For Canada, we have developed the predictive relationships between evolving large scale patterns
of quasi-global sea surface temperature, Northern Hemisphere 500 mb circulation, and the
subsequent Canadian surface temperature and precipitation. In this issue we present forecasts for
Dec-Jan-Feb 1997-98 using the predictor fields through May 1997. These forecasts are made with
a lead time (the time from the end of the predictor period to the end of the predictand season) of 9
months. Further detail about Canadian CCA-based seasonal climate prediction is found in Shabbar
(1996a, 1996b) and Shabbar and Barnston (1996).

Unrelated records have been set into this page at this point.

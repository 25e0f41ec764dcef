use std::collections::{HashMap, HashSet};

use tracing::{debug, info};

use crate::models::{BankStatement, ReconciliationReport, Transaction};
use crate::types::MatchKey;

/// Candidate statements per key, in the order they were loaded.
type StatementIndex<'a> = HashMap<MatchKey, Vec<&'a BankStatement>>;

/// Identifies a statement for consumption. Two statements only collide here
/// when they share both id and key.
type ConsumptionKey<'a> = (&'a str, MatchKey);

/// Reconciles system transactions against bank statements.
///
/// Matching is greedy and single pass: each transaction, in input order,
/// claims the first statement under its key that no earlier transaction
/// claimed. There is no backtracking, so ties always go to the statement
/// loaded first. Both inputs are expected to be date-filtered already.
pub fn reconcile(transactions: &[Transaction], statements: &[BankStatement]) -> ReconciliationReport {
    let mut report = ReconciliationReport::new(transactions.len(), statements.len());
    let index = build_index(statements);
    let mut consumed = HashSet::<ConsumptionKey>::new();

    for transaction in transactions {
        let key = transaction.match_key();

        let Some(statement) = claim_candidate(&index, &mut consumed, key) else {
            debug!("No bank statement available for transaction [{}] under key [{key}]", transaction.id);
            report.record_unmatched_transaction(transaction.clone());
            continue;
        };

        if let Some(discrepancy) = report.record_match(transaction, statement) {
            info!(
                "Discrepancy found: system transaction [{}] ({}) vs bank statement [{}] ({}), difference {}",
                discrepancy.transaction_id,
                discrepancy.transaction_amount,
                discrepancy.statement_id,
                discrepancy.statement_amount,
                discrepancy.difference
            );
        }
    }

    for statement in statements {
        if !consumed.contains(&consumption_key(statement)) {
            report.record_unmatched_statement(statement.clone());
        }
    }

    report
}

fn build_index(statements: &[BankStatement]) -> StatementIndex<'_> {
    let mut index = StatementIndex::new();

    for statement in statements {
        index.entry(statement.match_key()).or_default().push(statement);
    }

    index
}

fn consumption_key(statement: &BankStatement) -> ConsumptionKey<'_> {
    (statement.id.as_str(), statement.match_key())
}

/// Marks and returns the first unconsumed candidate for `key`.
fn claim_candidate<'a>(
    index: &StatementIndex<'a>,
    consumed: &mut HashSet<ConsumptionKey<'a>>,
    key: MatchKey,
) -> Option<&'a BankStatement> {
    let candidates = index.get(&key)?;
    let statement = candidates.iter().copied().find(|statement| !consumed.contains(&consumption_key(*statement)))?;

    consumed.insert(consumption_key(statement));

    Some(statement)
}
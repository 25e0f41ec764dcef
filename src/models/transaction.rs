use chrono::NaiveDate;
use rust_decimal::Decimal;
use serde::{Deserialize, Serialize};

use crate::models::{Record, TransactionType};
use crate::types::{deserialize_amount, deserialize_day, MatchKey, RecordId};

/// A transaction as recorded by the internal system.
///
/// Rows are read positionally as `id, amount, type, date`.
#[derive(Debug, Clone, Eq, PartialEq, Deserialize, Serialize)]
pub struct Transaction {
    /// Identifier assigned by the internal system.
    pub id: RecordId,
    /// Signed amount; some systems record debits as negative values.
    #[serde(deserialize_with = "deserialize_amount")]
    pub amount: Decimal,
    #[serde(rename = "type")]
    pub transaction_type: TransactionType,
    /// Day the transaction took place.
    #[serde(deserialize_with = "deserialize_day")]
    pub date: NaiveDate
}

impl Transaction {
    /// Amount used to probe the bank statement index.
    ///
    /// Debits compare by magnitude. Credits keep their sign, so a negative
    /// credit can never meet a bank statement key.
    pub fn comparison_amount(&self) -> Decimal {
        match self.transaction_type {
            TransactionType::Debit => self.amount.abs(),
            TransactionType::Credit => self.amount
        }
    }

    pub fn match_key(&self) -> MatchKey {
        MatchKey::new(self.date, self.comparison_amount())
    }
}

impl Record for Transaction {
    fn record_id(&self) -> &str {
        &self.id
    }

    fn day(&self) -> NaiveDate {
        self.date
    }
}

Figure 1 shows the CCA-based temperature forecast for the Dec-Jan-Feb 1997-98 period,
expressed as standardized anomaly. Table 1 shows the value of the standard deviation in C at
selected stations. The mean skill over all 51 stations, and the associated field significance, are
given in the caption beneath the forecast map. The field of cross-validated historical skill
(correlation) for the Dec-Jan-Feb forecast time period at this lead time is shown in Figure 2. The
forecast has a mean national score of 0.26. The field significance is 0.016, which surpasses the
traditional 0.05 rejection cutoff. Field significance reflects the probability of randomly obtaining
an overall map skill equal to or higher than that which actually occurred. It is evaluated using a
Monte Carlo procedure in which the forecast versus observation correspondences are shuffled
randomly 1000 times. The skill of the temperature forecast is highest in winter in Canada.

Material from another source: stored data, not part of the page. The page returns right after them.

use rust_decimal::Decimal;
use serde::Serialize;
use std::io;
use std::io::Write;

use crate::models::{BankStatement, Transaction};
use crate::types::RecordId;

/// A matched pair whose magnitudes differ.
#[derive(Debug, Clone, Eq, PartialEq, Serialize)]
pub struct Discrepancy {
    pub transaction_id: RecordId,
    pub statement_id: RecordId,
    pub transaction_amount: Decimal,
    pub statement_amount: Decimal,
    /// Always non-negative.
    pub difference: Decimal
}

/// Outcome of a single reconciliation run.
///
/// Built up by the matcher and handed out read-only once matching completes.
/// Unmatched records keep the order of their input collections.
#[derive(Debug, Clone, Default, Eq, PartialEq, Serialize)]
pub struct ReconciliationReport {
    processed_system: usize,
    processed_bank: usize,
    matched: usize,
    unmatched_system: Vec<Transaction>,
    unmatched_bank: Vec<BankStatement>,
    discrepancy_sum: Decimal,
    discrepancies: Vec<Discrepancy>
}

impl ReconciliationReport {
    /// Starts an empty report sized from the raw inputs.
    pub fn new(processed_system: usize, processed_bank: usize) -> Self {
        Self {
            processed_system,
            processed_bank,
            ..Self::default()
        }
    }

    pub fn processed_system(&self) -> usize {
        self.processed_system
    }

    pub fn processed_bank(&self) -> usize {
        self.processed_bank
    }

    pub fn matched(&self) -> usize {
        self.matched
    }

    pub fn unmatched_system(&self) -> &[Transaction] {
        &self.unmatched_system
    }

    pub fn unmatched_bank(&self) -> &[BankStatement] {
        &self.unmatched_bank
    }

    pub fn discrepancy_sum(&self) -> Decimal {
        self.discrepancy_sum
    }

    pub fn discrepancies(&self) -> &[Discrepancy] {
        &self.discrepancies
    }

    /// Counts a pairing and returns the discrepancy it produced, if any.
    pub(crate) fn record_match(&mut self, transaction: &Transaction, statement: &BankStatement) -> Option<&Discrepancy> {
        self.matched += 1;

        let transaction_magnitude = transaction.amount.abs();
        let statement_magnitude = statement.amount.abs();

        if transaction_magnitude == statement_magnitude {
            return None;
        }

        let difference = (transaction_magnitude - statement_magnitude).abs();
        self.discrepancy_sum += difference;
        self.discrepancies.push(Discrepancy {
            transaction_id: transaction.id.clone(),
            statement_id: statement.id.clone(),
            transaction_amount: transaction.amount,
            statement_amount: statement.amount,
            difference
        });

        self.discrepancies.last()
    }

    pub(crate) fn record_unmatched_transaction(&mut self, transaction: Transaction) {
        self.unmatched_system.push(transaction);
    }

    pub(crate) fn record_unmatched_statement(&mut self, statement: BankStatement) {
        self.unmatched_bank.push(statement);
    }

    /// Writes the plain-text summary followed by per-record details.
    pub fn write_summary<W: Write>(&self, output: &mut W) -> io::Result<()> {
        writeln!(output, "Reconciliation Summary:")?;
        writeln!(output, "Total transactions processed (System): {}", self.processed_system)?;
        writeln!(output, "Total transactions processed (Bank): {}", self.processed_bank)?;
        writeln!(output, "Total matched transactions: {}", self.matched)?;
        writeln!(output, "Total unmatched transactions (System): {}", self.unmatched_system.len())?;
        writeln!(output, "Total unmatched transactions (Bank): {}", self.unmatched_bank.len())?;
        writeln!(output, "Total discrepancy sum: {:.2}", self.discrepancy_sum)?;

        if !self.discrepancies.is_empty() {
            writeln!(output)?;
            writeln!(output, "Discrepancies:")?;

            for discrepancy in &self.discrepancies {
                writeln!(
                    output,
                    "  - [System: {} ({:.2}), Bank: {} ({:.2}), Difference: {:.2}]",
                    discrepancy.transaction_id,
                    discrepancy.transaction_amount,
                    discrepancy.statement_id,
                    discrepancy.statement_amount,
                    discrepancy.difference
                )?;
            }
        }

        if !self.unmatched_system.is_empty() {
            writeln!(output)?;
            writeln!(output, "System transactions missing in bank statement(s):")?;

            for transaction in &self.unmatched_system {
                writeln!(
                    output,
                    "  - [ID: {}, Amount: {:.2}, Type: {:?}, Date: {}]",
                    transaction.id, transaction.amount, transaction.transaction_type, transaction.date
                )?;
            }
        }

        if !self.unmatched_bank.is_empty() {
            writeln!(output)?;
            writeln!(output, "Bank statement lines missing in system:")?;

            for statement in &self.unmatched_bank {
                writeln!(output, "  - [ID: {}, Amount: {:.2}, Date: {}]", statement.id, statement.amount, statement.date)?;
            }
        }

        Ok(())
    }
}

Local skill is highest from the southern Canadian Prairies extending into central Quebec, and
modest skill is found over the Mackenzie valley. A large area of Canada from the Yukon through
the Prairies and into Quebec is expected to have positive temperature anomalies; negative
temperature anomalies are forecast over the high arctic Islands.
Figure 3 shows the CCA-based precipitation forecast for the Dec-Jan-Feb 1997-98 period,
expressed as standardized anomaly. Table 1 shows the value of the standard deviation (mm) at
selected stations. The spatial field of cross-validated historical skill (corre-lation) for this lead and
time period is shown in Figure 4. The forecast has moderate expected skill, with a mean national
score of 0.20 and a "perfect" field sig-nificance of 0.000. Local skills are highest over sections
over southern Prairies extending into the Great Lakes region. Most of southern Canada is
expected to have a deficit in Dec-Jan-Feb precipitation. Only western por-tions of Northwestern
Territories show above normal values.
Since early 1997, most atmospheric and oceanic indices are clearly showing the onset of a warm
ENSO episode. Additionally, most statistical and dynamical models are predicting further
evolution of a warm episode for the rest of 1997. The Dec-Feb 1998 forecast recognizes the
continuing influence of the warm event on the Canadian climate over the winter season.
Table 1. Standard deviation of temperature (Temp) and precipitation (Prcp) for the 3 month period Dec-Jan-Feb at selected Canadian stations.
Station | Temp (oC) | Prcp (mm) |
Whitehorse | 5.7 | 8.6 |
Fort Smith | 4.2 | 9.1 |
Innujjuak | 3.4 | 7.4 |
Eureka | 3.5 | 2.0 |
Vancouver | 1.6 | 51.9 |
Edmonton | 4.5 | 10.8 |
Regina | 3.9 | 9.3 |
Winnipeg | 3.4 | 11.9 |
Churchill | 3.1 | 10.1 |
Moosonee | 3.1 | 18.6 |
Toronto | 2.3 | 20.7 |
Quebec City | 2.6 | 35.8 |
Halifax | 2.0 | 56.7 |
St. John's | 2.5 | 55.0 |
Shabbar, A., 1996a: Seasonal prediction of Canadian surface temperature and precipitation by
canonical correlation analysis. Proceedings of the 20th Annual Climate Diagnostics Workshop,
October 23-37, Seattle, Washington, 421-424.
Shabbar, A., 1996b: Seasonal forecast of Canadian surface temperature by canonical correlation
analysis. 13th Conference on Probability and Statistics in the Atmospheric Sciences. American
Meteorological Society, San Francisco, California, February 21-23, 339-342.
Shabbar, A. and A.G. Barnston, 1996: Skill of seasonal climate forecasts in Canada using
canonical correlation analysis. Mon. Wea. Rev., 124, 2370-2385.
Fig. 1. CCA-based temperature forecast for the 3 month mean period of Dec-Jan-Feb 1998.
Forecasts are represented as standardized anomalies.
Fig. 2. Geographical distribution of cross- validated historical skill for the forecast shown in Fig.
1, calculated as a temporal correlation coefficient between forecasts and observations. Areas
having forecast skill of 0.30 or higher are considered to have utility. The mean score over 51
stations is 0.26. Field significance is 0.016.
Fig. 3. As in Fig. 1 (CCA anomaly forecast), except for Dec-Jan-Feb 1998 precipitation.
Fig. 4: As in Fig. 2 (geographic distribution of correlation skill) except for the precipitation
forecast shown in Fig. 3. The mean score over 69 stations is 0.20. Field significance is 0.000 (see
text).